◆ **To do**: Beginning with the opening line, restate the following material exactly, up through the line that contains "match run_headless(&mut session, ticks, &out_dir)".

◆ **Raw data**:

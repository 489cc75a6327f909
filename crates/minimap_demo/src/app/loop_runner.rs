use std::process::ExitCode;

use minimap::run_viewer;
use tracing::{error, info};

use super::bootstrap::{AppWiring, RunMode};
use super::headless::run_headless;

pub(crate) fn run(app: AppWiring) -> ExitCode {
    let AppWiring { mode, mut session } = app;
    match mode {
        RunMode::Window(config) => {
            if let Err(err) = run_viewer(config, session) {
                error!(error = %err, "viewer_failed");
                return ExitCode::FAILURE;
            }
        }
        RunMode::Headless { ticks, out_dir } => {
            match run_headless(&mut session, ticks, &out_dir) {
                Ok(summary) => {
                    info!(
                        ticks = summary.ticks,
                        frames = summary.frames.len(),
                        fingerprint = summary.final_fingerprint.as_deref().unwrap_or("none"),
                        out_dir = %out_dir.display(),
                        "headless_complete"
                    );
                }
                Err(err) => {
                    error!(error = %err, "headless_failed");
                    return ExitCode::FAILURE;
                }
            }
        }
    }

    ExitCode::SUCCESS
}
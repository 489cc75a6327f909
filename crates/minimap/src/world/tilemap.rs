use thiserror::Error;

use crate::raster::{IndexedImage, PixelBuffer};

pub type TileId = u16;

/// Largest tile edge the grid accepts, as an exponent (256 px).
pub const MAX_TILE_SCALE: u8 = 8;

#[derive(Debug, Clone, Copy, PartialEq, Eq)]
pub struct GridGeometry {
    pub columns: u32,
    pub rows: u32,
    /// Tile edge length is `2^tile_scale` pixels on both axes.
    pub tile_scale: u8,
}

impl GridGeometry {
    pub const fn tile_width(&self) -> u32 {
        1 << self.tile_scale
    }

    pub fn pixel_width(&self) -> u32 {
        self.columns.saturating_mul(self.tile_width())
    }

    pub fn pixel_height(&self) -> u32 {
        self.rows.saturating_mul(self.tile_width())
    }
}

#[derive(Debug, Clone, Copy, PartialEq, Eq, Error)]
pub enum TilemapError {
    #[error("tile count mismatch: expected {expected}, got {actual}")]
    TileCountMismatch { expected: usize, actual: usize },
    #[error("tile id {id} at ({column}, {row}) is not in the tile set")]
    UnknownTile { id: TileId, column: u32, row: u32 },
    #[error("tile {id} is {width}x{height}, expected {expected}x{expected}")]
    TileSizeMismatch {
        id: TileId,
        width: u32,
        height: u32,
        expected: u32,
    },
    #[error("tile scale {tile_scale} exceeds maximum {MAX_TILE_SCALE}")]
    TileScaleTooLarge { tile_scale: u8 },
}

#[derive(Debug, Clone, PartialEq, Eq)]
pub struct TileGrid {
    columns: u32,
    rows: u32,
    tile_scale: u8,
    tiles: Vec<TileId>,
}

impl TileGrid {
    pub fn new(
        columns: u32,
        rows: u32,
        tile_scale: u8,
        tiles: Vec<TileId>,
    ) -> Result<Self, TilemapError> {
        if tile_scale > MAX_TILE_SCALE {
            return Err(TilemapError::TileScaleTooLarge { tile_scale });
        }
        let expected = columns as usize * rows as usize;
        let actual = tiles.len();
        if expected != actual {
            return Err(TilemapError::TileCountMismatch { expected, actual });
        }
        Ok(Self {
            columns,
            rows,
            tile_scale,
            tiles,
        })
    }

    pub fn uniform(columns: u32, rows: u32, tile_scale: u8, id: TileId) -> Result<Self, TilemapError> {
        Self::new(
            columns,
            rows,
            tile_scale,
            vec![id; columns as usize * rows as usize],
        )
    }

    pub fn geometry(&self) -> GridGeometry {
        GridGeometry {
            columns: self.columns,
            rows: self.rows,
            tile_scale: self.tile_scale,
        }
    }

    pub fn index_of(&self, column: u32, row: u32) -> Option<usize> {
        if column >= self.columns || row >= self.rows {
            return None;
        }
        Some(row as usize * self.columns as usize + column as usize)
    }

    pub fn tile_at(&self, column: u32, row: u32) -> Option<TileId> {
        self.index_of(column, row)
            .and_then(|index| self.tiles.get(index).copied())
    }

    /// Returns the previous id, or `None` when the cell is outside the grid.
    pub fn set_tile(&mut self, column: u32, row: u32, id: TileId) -> Option<TileId> {
        let index = self.index_of(column, row)?;
        Some(std::mem::replace(&mut self.tiles[index], id))
    }

    pub(crate) fn cells(&self) -> impl Iterator<Item = (u32, u32, TileId)> + '_ {
        let columns = self.columns.max(1);
        self.tiles.iter().enumerate().map(move |(index, id)| {
            let index = index as u32;
            (index % columns, index / columns, *id)
        })
    }
}

#[derive(Debug, Clone, PartialEq, Eq)]
pub struct TileSet {
    tile_scale: u8,
    images: Vec<IndexedImage>,
}

impl TileSet {
    pub fn new(tile_scale: u8, images: Vec<IndexedImage>) -> Result<Self, TilemapError> {
        if tile_scale > MAX_TILE_SCALE {
            return Err(TilemapError::TileScaleTooLarge { tile_scale });
        }
        let expected = 1u32 << tile_scale;
        for (id, image) in images.iter().enumerate() {
            if image.width() != expected || image.height() != expected {
                return Err(TilemapError::TileSizeMismatch {
                    id: id as TileId,
                    width: image.width(),
                    height: image.height(),
                    expected,
                });
            }
        }
        Ok(Self { tile_scale, images })
    }

    pub fn tile_scale(&self) -> u8 {
        self.tile_scale
    }

    pub fn len(&self) -> usize {
        self.images.len()
    }

    pub fn is_empty(&self) -> bool {
        self.images.is_empty()
    }

    pub fn image(&self, id: TileId) -> Option<&IndexedImage> {
        self.images.get(id as usize)
    }
}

◆ **Solution**:
repository 489cc75a6327f909
filename crates/minimap_demo/src/app/loop_runner.rs
use std::process::ExitCode;

use minimap::run_viewer;
use tracing::{error, info};

use super::bootstrap::{AppWiring, RunMode};
use super::headless::run_headless;

pub(crate) fn run(app: AppWiring) -> ExitCode {
    let AppWiring { mode, mut session } = app;
    match mode {
        RunMode::Window(config) => {
            if let Err(err) = run_viewer(config, session) {
                error!(error = %err, "viewer_failed");
                return ExitCode::FAILURE;
            }
        }
        RunMode::Headless { ticks, out_dir } => {
            match run_headless(&mut session, ticks, &out_dir) {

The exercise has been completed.